[RECORDS FOR THIS EXERCISE Boundary: Start]

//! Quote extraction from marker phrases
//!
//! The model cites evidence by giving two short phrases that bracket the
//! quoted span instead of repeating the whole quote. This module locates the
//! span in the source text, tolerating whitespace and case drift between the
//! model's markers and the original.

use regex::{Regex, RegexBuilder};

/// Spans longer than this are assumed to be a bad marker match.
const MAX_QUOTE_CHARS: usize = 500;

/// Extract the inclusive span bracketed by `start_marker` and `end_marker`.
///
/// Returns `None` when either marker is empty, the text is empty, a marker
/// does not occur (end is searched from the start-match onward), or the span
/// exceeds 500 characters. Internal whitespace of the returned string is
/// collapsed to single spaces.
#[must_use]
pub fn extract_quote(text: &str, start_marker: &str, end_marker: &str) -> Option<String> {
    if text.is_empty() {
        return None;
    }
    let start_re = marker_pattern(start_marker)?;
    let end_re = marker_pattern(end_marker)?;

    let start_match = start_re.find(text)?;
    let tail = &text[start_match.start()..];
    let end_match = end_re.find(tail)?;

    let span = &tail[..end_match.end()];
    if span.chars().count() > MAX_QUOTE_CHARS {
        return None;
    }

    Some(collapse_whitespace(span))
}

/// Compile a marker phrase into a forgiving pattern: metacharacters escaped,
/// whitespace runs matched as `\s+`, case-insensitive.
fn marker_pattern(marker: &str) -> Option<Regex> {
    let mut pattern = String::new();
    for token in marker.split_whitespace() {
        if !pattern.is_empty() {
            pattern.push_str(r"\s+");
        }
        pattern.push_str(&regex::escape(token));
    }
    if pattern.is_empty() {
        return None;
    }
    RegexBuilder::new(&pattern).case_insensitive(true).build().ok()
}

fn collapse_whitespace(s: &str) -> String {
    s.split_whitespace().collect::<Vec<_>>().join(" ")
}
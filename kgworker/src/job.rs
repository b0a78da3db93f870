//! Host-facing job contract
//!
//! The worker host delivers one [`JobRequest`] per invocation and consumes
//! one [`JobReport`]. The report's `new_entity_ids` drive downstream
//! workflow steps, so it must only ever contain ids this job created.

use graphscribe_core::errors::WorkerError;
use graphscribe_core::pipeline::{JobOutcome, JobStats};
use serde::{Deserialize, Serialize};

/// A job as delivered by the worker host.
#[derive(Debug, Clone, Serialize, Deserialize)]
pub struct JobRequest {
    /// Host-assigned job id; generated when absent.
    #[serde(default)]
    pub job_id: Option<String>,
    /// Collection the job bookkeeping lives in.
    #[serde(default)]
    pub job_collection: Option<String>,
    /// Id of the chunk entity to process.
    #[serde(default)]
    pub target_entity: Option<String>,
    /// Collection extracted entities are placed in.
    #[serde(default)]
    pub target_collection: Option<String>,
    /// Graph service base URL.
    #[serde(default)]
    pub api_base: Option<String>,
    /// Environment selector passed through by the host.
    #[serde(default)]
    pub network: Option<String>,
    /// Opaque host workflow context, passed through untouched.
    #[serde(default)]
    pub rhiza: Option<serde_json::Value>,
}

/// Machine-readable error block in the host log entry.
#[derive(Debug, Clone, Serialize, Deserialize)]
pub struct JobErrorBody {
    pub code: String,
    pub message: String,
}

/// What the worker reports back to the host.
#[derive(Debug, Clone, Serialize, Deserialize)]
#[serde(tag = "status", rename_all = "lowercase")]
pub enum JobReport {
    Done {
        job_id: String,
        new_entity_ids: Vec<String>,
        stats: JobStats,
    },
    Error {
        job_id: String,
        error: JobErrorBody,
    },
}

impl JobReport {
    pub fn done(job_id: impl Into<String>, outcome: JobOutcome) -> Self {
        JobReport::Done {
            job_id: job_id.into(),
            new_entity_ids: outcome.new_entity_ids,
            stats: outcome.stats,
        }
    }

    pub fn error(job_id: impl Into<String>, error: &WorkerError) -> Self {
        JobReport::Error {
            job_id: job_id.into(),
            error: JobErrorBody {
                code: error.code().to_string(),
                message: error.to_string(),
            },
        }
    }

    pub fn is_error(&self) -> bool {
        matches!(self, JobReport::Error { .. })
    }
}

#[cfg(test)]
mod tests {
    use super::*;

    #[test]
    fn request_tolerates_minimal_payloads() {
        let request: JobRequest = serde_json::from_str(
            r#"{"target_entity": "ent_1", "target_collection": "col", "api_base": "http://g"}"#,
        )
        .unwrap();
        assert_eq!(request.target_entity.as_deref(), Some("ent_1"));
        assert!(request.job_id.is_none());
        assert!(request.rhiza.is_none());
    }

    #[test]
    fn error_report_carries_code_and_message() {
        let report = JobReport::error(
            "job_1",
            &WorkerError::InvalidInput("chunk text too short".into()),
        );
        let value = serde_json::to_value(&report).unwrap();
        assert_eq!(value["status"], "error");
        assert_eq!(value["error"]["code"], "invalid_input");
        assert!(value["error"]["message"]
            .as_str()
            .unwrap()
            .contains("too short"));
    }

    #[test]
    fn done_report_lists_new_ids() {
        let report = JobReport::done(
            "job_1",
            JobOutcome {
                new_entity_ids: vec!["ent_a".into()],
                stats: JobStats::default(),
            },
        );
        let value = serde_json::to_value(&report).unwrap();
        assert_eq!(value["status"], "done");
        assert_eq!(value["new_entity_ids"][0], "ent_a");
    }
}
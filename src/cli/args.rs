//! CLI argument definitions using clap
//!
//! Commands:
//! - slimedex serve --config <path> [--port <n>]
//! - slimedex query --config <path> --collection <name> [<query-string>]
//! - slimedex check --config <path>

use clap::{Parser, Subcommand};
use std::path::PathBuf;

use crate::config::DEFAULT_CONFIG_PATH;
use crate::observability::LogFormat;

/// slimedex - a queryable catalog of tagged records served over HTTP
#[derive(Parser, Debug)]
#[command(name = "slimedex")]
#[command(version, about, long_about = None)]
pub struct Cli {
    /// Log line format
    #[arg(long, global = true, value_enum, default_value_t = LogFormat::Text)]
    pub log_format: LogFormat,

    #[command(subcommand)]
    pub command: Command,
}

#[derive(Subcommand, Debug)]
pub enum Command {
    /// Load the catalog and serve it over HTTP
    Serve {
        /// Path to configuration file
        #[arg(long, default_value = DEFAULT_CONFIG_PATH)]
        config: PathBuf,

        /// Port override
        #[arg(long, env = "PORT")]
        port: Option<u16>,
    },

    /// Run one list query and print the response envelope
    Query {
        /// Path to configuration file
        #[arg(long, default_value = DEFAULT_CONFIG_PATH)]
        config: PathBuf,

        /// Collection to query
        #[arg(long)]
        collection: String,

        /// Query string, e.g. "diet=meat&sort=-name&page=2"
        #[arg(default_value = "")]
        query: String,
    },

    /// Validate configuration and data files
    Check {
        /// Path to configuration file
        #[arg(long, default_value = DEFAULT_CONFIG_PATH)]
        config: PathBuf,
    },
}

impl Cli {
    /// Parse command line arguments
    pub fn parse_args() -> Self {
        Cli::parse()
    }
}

[RECORDS FOR THIS EXERCISE Boundary: End]

DIRECTIONS FOR THIS TASK:
The data must be given again in full, exactly as written.

RESULT:
//! Quote extraction from marker phrases
//!
//! The model cites evidence by giving two short phrases that bracket the
//! quoted span instead of repeating the whole quote. This module locates the
//! span in the source text, tolerating whitespace and case drift between the
//! model's markers and the original.

use regex::{Regex, RegexBuilder};

/// Spans longer than this are assumed to be a bad marker match.
const MAX_QUOTE_CHARS: usize = 500;

/// Extract the inclusive span bracketed by `start_marker` and `end_marker`.
///
/// Returns `None` when either marker is empty, the text is empty, a marker
/// does not occur (end is searched from the start-match onward), or the span
/// exceeds 500 characters. Internal whitespace of the returned string is
/// collapsed to single spaces.
#[must_use]
pub fn extract_quote(text: &str, start_marker: &str, end_marker: &str) -> Option<String> {
    if text.is_empty() {
        return None;
    }
    let start_re = marker_pattern(start_marker)?;
    let end_re = marker_pattern(end_marker)?;

    let start_match = start_re.find(text)?;
    let tail = &text[start_match.start()..];
    let end_match = end_re.find(tail)?;

    let span = &tail[..end_match.end()];
    if span.chars().count() > MAX_QUOTE_CHARS {
        return None;
    }

    Some(collapse_whitespace(span))
}

/// Compile a marker phrase into a forgiving pattern: metacharacters escaped,
/// whitespace runs matched as `\s+`, case-insensitive.
fn marker_pattern(marker: &str) -> Option<Regex> {
    let mut pattern = String::new();
    for token in marker.split_whitespace() {
        if !pattern.is_empty() {
            pattern.push_str(r"\s+");
        }
        pattern.push_str(&regex::escape(token));
    }
    if pattern.is_empty() {
        return None;
    }
    RegexBuilder::new(&pattern).case_insensitive(true).build().ok()
}

fn collapse_whitespace(s: &str) -> String {
    s.split_whitespace().collect::<Vec<_>>().join(" ")
}
filename kgworker/src/job.rs
repository b0a78da3db93f870
//! Host-facing job contract
//!
//! The worker host delivers one [`JobRequest`] per invocation and consumes
//! one [`JobReport`]. The report's `new_entity_ids` drive downstream
//! workflow steps, so it must only ever contain ids this job created.

use graphscribe_core::errors::WorkerError;
use graphscribe_core::pipeline::{JobOutcome, JobStats};
use serde::{Deserialize, Serialize};

/// A job as delivered by the worker host.
#[derive(Debug, Clone, Serialize, Deserialize)]
pub struct JobRequest {
    /// Host-assigned job id; generated when absent.
    #[serde(default)]
    pub job_id: Option<String>,
    /// Collection the job bookkeeping lives in.
    #[serde(default)]
    pub job_collection: Option<String>,
    /// Id of the chunk entity to process.
    #[serde(default)]
    pub target_entity: Option<String>,
    /// Collection extracted entities are placed in.
    #[serde(default)]
    pub target_collection: Option<String>,
    /// Graph service base URL.
    #[serde(default)]
    pub api_base: Option<String>,
    /// Environment selector passed through by the host.
    #[serde(default)]
    pub network: Option<String>,
    /// Opaque host workflow context, passed through untouched.
    #[serde(default)]
    pub rhiza: Option<serde_json::Value>,
}

/// Machine-readable error block in the host log entry.
#[derive(Debug, Clone, Serialize, Deserialize)]
pub struct JobErrorBody {
    pub code: String,
    pub message: String,
}

/// What the worker reports back to the host.
#[derive(Debug, Clone, Serialize, Deserialize)]
#[serde(tag = "status", rename_all = "lowercase")]
pub enum JobReport {
    Done {
        job_id: String,
        new_entity_ids: Vec<String>,
        stats: JobStats,
    },
    Error {
        job_id: String,
        error: JobErrorBody,
    },
}

impl JobReport {
    pub fn done(job_id: impl Into<String>, outcome: JobOutcome) -> Self {
        JobReport::Done {
            job_id: job_id.into(),
            new_entity_ids: outcome.new_entity_ids,
            stats: outcome.stats,
        }
    }

    pub fn error(job_id: impl Into<String>, error: &WorkerError) -> Self {
        JobReport::Error {
            job_id: job_id.into(),
            error: JobErrorBody {
                code: error.code().to_string(),
                message: error.to_string(),
            },
        }
    }

    pub fn is_error(&self) -> bool {
        matches!(self, JobReport::Error { .. })
    }
}

#[cfg(test)]
mod tests {
    use super::*;

    #[test]
    fn request_tolerates_minimal_payloads() {
        let request: JobRequest = serde_json::from_str(
            r#"{"target_entity": "ent_1", "target_collection": "col", "api_base": "http://g"}"#,
        )
        .unwrap();
        assert_eq!(request.target_entity.as_deref(), Some("ent_1"));
        assert!(request.job_id.is_none());
        assert!(request.rhiza.is_none());
    }

    #[test]
    fn error_report_carries_code_and_message() {
        let report = JobReport::error(
            "job_1",
            &WorkerError::InvalidInput("chunk text too short".into()),
        );
        let value = serde_json::to_value(&report).unwrap();
        assert_eq!(value["status"], "error");
        assert_eq!(value["error"]["code"], "invalid_input");
        assert!(value["error"]["message"]
            .as_str()
            .unwrap()
            .contains("too short"));
    }

    #[test]
    fn done_report_lists_new_ids() {
        let report = JobReport::done(
            "job_1",
            JobOutcome {
                new_entity_ids: vec!["ent_a".into()],
                stats: JobStats::default(),
            },
        );
        let value = serde_json::to_value(&report).unwrap();
        assert_eq!(value["status"], "done");
        assert_eq!(value["new_entity_ids"][0], "ent_a");
    }
}
filename src/cli/args.rs
//! CLI argument definitions using clap
//!
//! Commands:
//! - slimedex serve --config <path> [--port <n>]
//! - slimedex query --config <path> --collection <name> [<query-string>]
//! - slimedex check --config <path>

use clap::{Parser, Subcommand};
use std::path::PathBuf;

use crate::config::DEFAULT_CONFIG_PATH;
use crate::observability::LogFormat;

/// slimedex - a queryable catalog of tagged records served over HTTP
#[derive(Parser, Debug)]
#[command(name = "slimedex")]
#[command(version, about, long_about = None)]
pub struct Cli {
    /// Log line format
    #[arg(long, global = true, value_enum, default_value_t = LogFormat::Text)]
    pub log_format: LogFormat,

    #[command(subcommand)]
    pub command: Command,
}

#[derive(Subcommand, Debug)]
pub enum Command {
    /// Load the catalog and serve it over HTTP
    Serve {
        /// Path to configuration file
        #[arg(long, default_value = DEFAULT_CONFIG_PATH)]
        config: PathBuf,

        /// Port override
        #[arg(long, env = "PORT")]
        port: Option<u16>,
    },

    /// Run one list query and print the response envelope
    Query {
        /// Path to configuration file
        #[arg(long, default_value = DEFAULT_CONFIG_PATH)]
        config: PathBuf,

        /// Collection to query
        #[arg(long)]
        collection: String,

        /// Query string, e.g. "diet=meat&sort=-name&page=2"
        #[arg(default_value = "")]
        query: String,
    },

    /// Validate configuration and data files
    Check {
        /// Path to configuration file
        #[arg(long, default_value = DEFAULT_CONFIG_PATH)]
        config: PathBuf,
    },
}

impl Cli {
    /// Parse command line arguments
    pub fn parse_args() -> Self {
        Cli::parse()
    }
}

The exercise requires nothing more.